Schedule your meetings in a way that is cognizant of the significant difference between the maker’s schedule and the manager’s schedule.

If you manage people who are building software or otherwise doing something that requires sustained, intensive concentration, then this is something you need to read:

http://www.paulgraham.com/makersschedule.html

The basic gist of the essay is that the “tax” of holding a meeting is many times worse for a maker (people who build things, and require sustained concentration to do so) than for a manager. The manager tends to view the day as a series of hour-long slots into which obligations, especially meetings, must be fit. The maker, however, tries to get large blocks of uninterrupted time, because of the effort required to get back into the creative “zone” after an interruption. For a maker, three contiguous hours are much more valuable than three isolated hours. A typical software developer will get twice as much coding done from 1:00 to 4:00 as she would from 9:00 to 10:00, 11:00 to 12:00, and 2:00 to 3:00, even though the total time spent seems to be the same in both scenarios.

After reading this article, I now try to schedule meetings using the following rules, which assume that I can see the daily calendars of the makers with whom I’d like to meet:

1) If a maker already has an uninterrupted morning or afternoon, don’t touch it. That’s golden time, and biting into it is like cutting open the golden goose. Find another time. (This rule decreases greatly in importance if the maker appears to have lots of unscheduled time, but most engineers / developers have a decent number of meetings that they need to attend.)

2) Try to schedule the meeting adjacent to existing meetings, preferably on the side that allows the block of time on the opposite side to be as large as possible.

3) If the above don’t work out, schedule the meeting immediately before or after lunch.

4) As a corollary consideration, schedule your meetings with other managers at times like 10:00 AM and 2:00 PM, so that you will be free to meet with makers (as needed) on a schedule that is more congenial to their interests.

I’ve been trying to follow these rules for a month or so, and my folks think they make a difference. They report a little more time to tackle hard problems, and they appreciate the fact that I am cognizant of their scheduling needs . Of course, there are times when I have to violate the rules, particularly when the meeting is large (making it much harder to find common free time) or when it involves somebody who is chronically over-scheduled. For example, my boss has an amazingly small amount of uncalendared time in any given week, and so if I need to get him in a meeting with my folks, I’m pretty much bound to pick whatever free time he might have.

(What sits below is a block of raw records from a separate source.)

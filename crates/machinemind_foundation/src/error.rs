//! Error types for machinemind.
//!
//! Uses `thiserror` for ergonomic error definition with rich context.
//! Not-found lookups are not errors: they return `Option` at the call site.

use std::fmt;

use thiserror::Error;

use crate::entry_type::EntryType;
use crate::reference::StorageKey;
use crate::types::ValueType;

/// The main error type for machinemind operations.
#[derive(Debug, Error)]
#[error("{kind}")]
pub struct Error {
    /// The kind of error that occurred.
    pub kind: ErrorKind,
    /// Optional context about where the error occurred.
    pub context: Option<ErrorContext>,
}

impl Error {
    /// Creates a new error with the given kind.
    #[must_use]
    pub fn new(kind: ErrorKind) -> Self {
        Self {
            kind,
            context: None,
        }
    }

    /// Adds context to this error.
    #[must_use]
    pub fn with_context(mut self, context: ErrorContext) -> Self {
        self.context = Some(context);
        self
    }

    /// Pushes a frame onto this error's context stack, creating the context
    /// if needed.
    #[must_use]
    pub fn with_frame(mut self, frame: impl Into<String>) -> Self {
        let context = self.context.take().unwrap_or_default();
        self.context = Some(context.with_frame(frame));
        self
    }

    /// Creates an entry not found error.
    #[must_use]
    pub fn entry_not_found(kind: EntryType, key: &StorageKey) -> Self {
        Self::new(ErrorKind::EntryNotFound {
            kind,
            key: key.clone(),
        })
    }

    /// Creates a missing field error.
    #[must_use]
    pub fn missing_field(kind: EntryType, field: impl Into<String>) -> Self {
        Self::new(ErrorKind::MissingField {
            kind,
            field: field.into(),
        })
    }

    /// Creates a field type mismatch error.
    #[must_use]
    pub fn type_mismatch(
        kind: EntryType,
        field: impl Into<String>,
        expected: ValueType,
        actual: ValueType,
    ) -> Self {
        Self::new(ErrorKind::TypeMismatch {
            kind,
            field: field.into(),
            expected,
            actual,
        })
    }

    /// Creates an invalid value error.
    #[must_use]
    pub fn invalid_value(
        kind: EntryType,
        field: impl Into<String>,
        message: impl Into<String>,
    ) -> Self {
        Self::new(ErrorKind::InvalidValue {
            kind,
            field: field.into(),
            message: message.into(),
        })
    }

    /// Creates an unknown registry error.
    #[must_use]
    pub fn unknown_registry(name: impl Into<String>) -> Self {
        Self::new(ErrorKind::UnknownRegistry(name.into()))
    }

    /// Creates an unknown entry type error.
    #[must_use]
    pub fn unknown_entry_type(name: impl Into<String>) -> Self {
        Self::new(ErrorKind::UnknownEntryType(name.into()))
    }

    /// Creates a kind mismatch error.
    #[must_use]
    pub fn kind_mismatch(expected: EntryType, actual: EntryType) -> Self {
        Self::new(ErrorKind::KindMismatch { expected, actual })
    }

    /// Creates an internal error.
    #[must_use]
    pub fn internal(message: impl Into<String>) -> Self {
        Self::new(ErrorKind::Internal(message.into()))
    }

    /// Returns true if this error reports a missing stored entry or registry.
    #[must_use]
    pub fn is_not_found(&self) -> bool {
        matches!(
            self.kind,
            ErrorKind::EntryNotFound { .. } | ErrorKind::UnknownRegistry(_)
        )
    }
}

/// Categorized error kinds for pattern matching.
#[derive(Debug, Error)]
pub enum ErrorKind {
    /// A stored record was required but is absent.
    #[error("entry not found: {kind}:{key}")]
    EntryNotFound {
        /// Kind of the missing entry.
        kind: EntryType,
        /// Storage key that was looked up.
        key: StorageKey,
    },

    /// A raw record lacks a field its schema requires.
    #[error("missing field `{field}` on {kind}")]
    MissingField {
        /// Kind whose schema was loading.
        kind: EntryType,
        /// Name of the absent field.
        field: String,
    },

    /// A raw record field has the wrong shape.
    #[error("type mismatch on {kind}.{field}: expected {expected}, got {actual}")]
    TypeMismatch {
        /// Kind whose schema was loading.
        kind: EntryType,
        /// Name of the offending field.
        field: String,
        /// The shape the schema expected.
        expected: ValueType,
        /// The shape actually present.
        actual: ValueType,
    },

    /// A raw record field has the right shape but an unusable value.
    #[error("invalid value on {kind}.{field}: {message}")]
    InvalidValue {
        /// Kind whose schema was loading.
        kind: EntryType,
        /// Name of the offending field.
        field: String,
        /// Description of the problem.
        message: String,
    },

    /// A record with this storage key already exists.
    #[error("duplicate storage key: {kind}:{key}")]
    DuplicateKey {
        /// Kind of the conflicting entry.
        kind: EntryType,
        /// The conflicting storage key.
        key: StorageKey,
    },

    /// A reference names a registry the environment does not know.
    #[error("unknown registry: {0}")]
    UnknownRegistry(String),

    /// A string does not name any entity kind.
    #[error("unknown entry type: {0}")]
    UnknownEntryType(String),

    /// A typed operation reached an entry of another kind.
    #[error("kind mismatch: expected {expected}, got {actual}")]
    KindMismatch {
        /// The kind the caller asked for.
        expected: EntryType,
        /// The kind actually found.
        actual: EntryType,
    },

    /// A dynamic operation needs a schema that was never registered.
    #[error("no schema registered for {0}")]
    UnregisteredKind(EntryType),

    /// A schema was registered twice.
    #[error("schema already registered: {0}")]
    DuplicateSchema(EntryType),

    /// A nested resolution reached a context slot that was reserved but
    /// never filled.
    #[error("unresolved reservation for {kind}:{key}")]
    UnresolvedReservation {
        /// Kind of the reserved entry.
        kind: EntryType,
        /// Storage key of the reserved entry.
        key: StorageKey,
    },

    /// A content pack manifest is missing or malformed.
    #[error("invalid content pack manifest: {0}")]
    InvalidManifest(String),

    /// Serialization or deserialization failed.
    #[error("serialization error: {0}")]
    SerializationError(String),

    /// File I/O failed.
    #[error("I/O error: {0}")]
    IoError(String),

    /// Internal error (should not happen).
    #[error("internal error: {0}")]
    Internal(String),
}

/// Context about where an error occurred.
#[derive(Debug, Clone, Default)]
pub struct ErrorContext {
    /// Registry the failing operation ran against.
    pub registry: Option<String>,
    /// Stack of entity paths the failure propagated through, innermost first.
    pub stack: Vec<String>,
}

impl ErrorContext {
    /// Creates a new empty context.
    #[must_use]
    pub fn new() -> Self {
        Self::default()
    }

    /// Sets the registry name.
    #[must_use]
    pub fn with_registry(mut self, registry: impl Into<String>) -> Self {
        self.registry = Some(registry.into());
        self
    }

    /// Adds a stack frame.
    #[must_use]
    pub fn with_frame(mut self, frame: impl Into<String>) -> Self {
        self.stack.push(frame.into());
        self
    }
}

impl fmt::Display for ErrorContext {
    fn fmt(&self, f: &mut fmt::Formatter<'_>) -> fmt::Result {
        if let Some(registry) = &self.registry {
            write!(f, "in registry {registry}")?;
        }
        if !self.stack.is_empty() {
            writeln!(f)?;
            for frame in &self.stack {
                writeln!(f, "  in {frame}")?;
            }
        }
        Ok(())
    }
}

My scheduling concerns are relatively complicated because I have a geographically distributed team, part of which is on eastern time (Philadelphia) and part of which is on mountain time (Denver). So, for team meetings, it’s harder to get a time that works for everybody. 11:00 AM eastern works pretty well because the Philly folks will go to lunch right after and the Denver folks (2 hours behind) are just starting their day. 1:00 PM eastern is also good for similar reasons (Philly folks have lunch before, and Denver folks go to lunch after).

The difference between maker’s time and manager’s time is pretty obvious in retrospect, but most managers are surprisingly oblivious to it until it is pointed out to them. (I was.) Accounting for the difference is relatively simple, and likely to pay big dividends. So, I’d recommend coming up with your own set of rules for meeting on the maker’s schedule, and sharing them with the other managers in your organization. You’ll make your makers happy if you do.